As soon as the fetters of the monopoly of private capital are burst asunder, by the development of the joint stock companies, on a large scale, a large proportion of the capital is accounted for by money-capital, in the form of share capital, as individual capitalists could not mobilise the huge sums these mammoth capitals required. At this point, as Marx sets out later, the category of profit effectively disappears, because the shareholders are essentially money-capitalists who make available money-capital, in return for shares, and receive interest on this money-capital, in the shape of dividends. The functioning capitalist becomes merely a professional manager paid wages.

Qualitatively speaking, interest is surplus-value yielded by the mere ownership of capital; it is yielded by capital as such, even though its owner remains outside the reproduction process. Hence it is surplus-value realised by capital outside of its process.

speaking, that portion of profit which forms interest does not seem to be related to industrial or commercial capital as such, but to money-capital, and the rate of this portion of surplus-value, the rate of interest, reinforces this relation.” (p 377)

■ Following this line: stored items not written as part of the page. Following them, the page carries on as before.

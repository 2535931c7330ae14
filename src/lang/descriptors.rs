use super::{BlockStyle, DocPlacement, Language, LanguageDescriptor};

const JSDOC_FORMAT: &str = "/**\n * \n */";

pub static PYTHON: LanguageDescriptor = LanguageDescriptor {
    language: Language::Python,
    name: "python",
    extensions: &["py", "pyi"],
    line_comment: "#",
    block_comment: None,
    string_delimiters: &['"', '\''],
    multiline_string: None,
    markup_aware: false,
    block_style: BlockStyle::Indentation,
    doc_placement: DocPlacement::BodyLeading,
    attachment_patterns: &[r"^\s*@"],
    class_patterns: &[r"^\s*class\s+[A-Za-z_]\w*"],
    function_patterns: &[r"^\s*(?:async\s+)?def\s+[A-Za-z_]\w*"],
    statement_keywords: &[],
    docstring_format: "\"\"\"\n\"\"\"",
};

pub static JAVA: LanguageDescriptor = LanguageDescriptor {
    language: Language::Java,
    name: "java",
    extensions: &["java"],
    line_comment: "//",
    block_comment: Some(("/*", "*/")),
    string_delimiters: &['"', '\''],
    multiline_string: None,
    markup_aware: false,
    block_style: BlockStyle::Braces,
    doc_placement: DocPlacement::Preceding,
    attachment_patterns: &[r"^\s*@[A-Za-z_][\w.]*(?:\(.*\))?\s*$"],
    class_patterns: &[
        r"^\s*(?:@\w+(?:\([^)]*\))?\s+)*(?:(?:public|protected|private|static|final|abstract|sealed|non-sealed|strictfp)\s+)*(?:class|interface|enum|record|@interface)\s+[A-Za-z_$][\w$]*",
    ],
    function_patterns: &[
        // methods with a return type
        r"^\s*(?:@\w+(?:\([^)]*\))?\s+)*(?:(?:public|protected|private|static|final|abstract|synchronized|native|default|strictfp)\s+)*(?:<[^>]*>\s*)?[A-Za-z_$][\w$.]*(?:<.*>)?(?:\[\])*\s+[A-Za-z_$][\w$]*\s*\(",
        // constructors
        r"^\s*(?:@\w+(?:\([^)]*\))?\s+)*(?:public|protected|private)\s+[A-Z][\w$]*\s*\(",
    ],
    statement_keywords: &[
        "if", "else", "for", "while", "do", "switch", "case", "catch", "try", "finally",
        "return", "throw", "new", "assert", "yield", "break", "continue",
    ],
    docstring_format: JSDOC_FORMAT,
};

const JS_CLASS_PATTERNS: &[&str] = &[
    r"^\s*(?:export\s+)?(?:default\s+)?(?:declare\s+)?(?:abstract\s+)?class\b",
    r"^\s*(?:export\s+)?(?:const|let|var)\s+[\w$]+\s*=\s*class\b",
];

const JS_FUNCTION_PATTERNS: &[&str] = &[
    // function declarations and expressions at line start
    r"^\s*(?:export\s+)?(?:default\s+)?(?:async\s+)?function\b",
    // assignments / properties bound to a function or an arrow
    r"^\s*(?:export\s+)?(?:(?:const|let|var)\s+)?(?:(?:static|readonly|public|private|protected)\s+)*(?:this\.)?[\w$.#]+\s*(?::\s*[^=]+?)?\s*[:=]\s*(?:async\s+)?(?:function\b|(?:\([^()]*\)|[\w$]+)\s*(?::\s*[^=]+?)?\s*=>)",
    // class and object methods; a call taking a callback is not a header
    r"^\s*(?:(?:static|async|get|set|public|private|protected|readonly|override|abstract)\s+)*\*?\s*[\w$#]+\s*(?:<[^>]*>)?\s*\((?:[^;()]|\([^;()]*\))*\)\s*(?::\s*[^{;=]+)?\s*\{",
];

const JS_STATEMENT_KEYWORDS: &[&str] = &[
    "if", "else", "for", "while", "do", "switch", "case", "catch", "try", "finally", "return",
    "throw", "new", "with", "typeof", "await", "yield", "delete", "void",
];

const JS_ATTACHMENTS: &[&str] = &[r"^\s*@[A-Za-z_][\w.]*(?:\(.*\))?\s*$"];

pub static JAVASCRIPT: LanguageDescriptor = LanguageDescriptor {
    language: Language::JavaScript,
    name: "javascript",
    extensions: &["js", "mjs", "cjs"],
    line_comment: "//",
    block_comment: Some(("/*", "*/")),
    string_delimiters: &['"', '\''],
    multiline_string: Some('`'),
    markup_aware: false,
    block_style: BlockStyle::Braces,
    doc_placement: DocPlacement::Preceding,
    attachment_patterns: JS_ATTACHMENTS,
    class_patterns: JS_CLASS_PATTERNS,
    function_patterns: JS_FUNCTION_PATTERNS,
    statement_keywords: JS_STATEMENT_KEYWORDS,
    docstring_format: JSDOC_FORMAT,
};

pub static TYPESCRIPT: LanguageDescriptor = LanguageDescriptor {
    language: Language::TypeScript,
    name: "typescript",
    extensions: &["ts", "mts", "cts"],
    line_comment: "//",
    block_comment: Some(("/*", "*/")),
    string_delimiters: &['"', '\''],
    multiline_string: Some('`'),
    markup_aware: false,
    block_style: BlockStyle::Braces,
    doc_placement: DocPlacement::Preceding,
    attachment_patterns: JS_ATTACHMENTS,
    class_patterns: JS_CLASS_PATTERNS,
    function_patterns: JS_FUNCTION_PATTERNS,
    statement_keywords: JS_STATEMENT_KEYWORDS,
    docstring_format: JSDOC_FORMAT,
};

pub static JSX: LanguageDescriptor = LanguageDescriptor {
    language: Language::Jsx,
    name: "jsx",
    extensions: &["jsx", "tsx"],
    line_comment: "//",
    block_comment: Some(("/*", "*/")),
    string_delimiters: &['"', '\''],
    multiline_string: Some('`'),
    markup_aware: true,
    block_style: BlockStyle::Braces,
    doc_placement: DocPlacement::Preceding,
    attachment_patterns: JS_ATTACHMENTS,
    class_patterns: JS_CLASS_PATTERNS,
    function_patterns: JS_FUNCTION_PATTERNS,
    statement_keywords: JS_STATEMENT_KEYWORDS,
    docstring_format: JSDOC_FORMAT,
};

pub static CPP: LanguageDescriptor = LanguageDescriptor {
    language: Language::Cpp,
    name: "cpp",
    extensions: &["c", "h", "cc", "cpp", "cxx", "hpp", "hh"],
    line_comment: "//",
    block_comment: Some(("/*", "*/")),
    string_delimiters: &['"', '\''],
    multiline_string: None,
    markup_aware: false,
    block_style: BlockStyle::Braces,
    doc_placement: DocPlacement::Preceding,
    attachment_patterns: &[r"^\s*template\s*<.*>\s*$"],
    class_patterns: &[r"^\s*(?:template\s*<.*>\s*)?(?:typedef\s+)?(?:class|struct|union)\b[^=;()]*$"],
    function_patterns: &[
        r"^\s*(?:template\s*<.*>\s*)?(?:(?:static|inline|virtual|extern|constexpr|explicit|friend)\s+)*(?:[A-Za-z_][\w:<>,*&\s]*?[\s*&]+)?~?[A-Za-z_][\w:~]*\s*\([^;]*$",
    ],
    statement_keywords: &[
        "if", "else", "for", "while", "do", "switch", "case", "catch", "try", "return", "throw",
        "new", "delete", "sizeof", "goto",
    ],
    docstring_format: JSDOC_FORMAT,
};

Interest appears to be simply a return on capital, because although the rate of interest actually depends on the rate of profit, it is determined by quite different and separate laws relating to the demand and supply of money-capital, which appear to fix the rate of interest as a price of money, just as the price of any other commodity is fixed in the market by competition.

If industrial capitalists owned all of the capital, there would be no category of interest. It is only because money-capital exists, in the hands of money-capitalists, that the surplus value is divided into interest and profit of enterprise, and this division appears to be based on the fact that interest is a price for money-capital alone, which is reinforced by the fact that this interest is paid whether the money-capital is loaned out for productive purposes or not. It seems then that interest and profit of enterprise, although they are only a quantitative division of the surplus value, are qualitatively different and derive from qualitatively different sources.

The money-capitalist does not confront the worker that produces the surplus-value, but the industrial capitalist who is its initial recipient. Whereas the industrial capitalist immediately confronts the worker as the representative of a qualitatively different category – Labour – in relation to the division of the newly produced value, the industrial capitalist now also confronts the money-capitalist as the representative of what becomes a qualitatively different category – Interest-bearing Capital – over the division of the realised surplus value.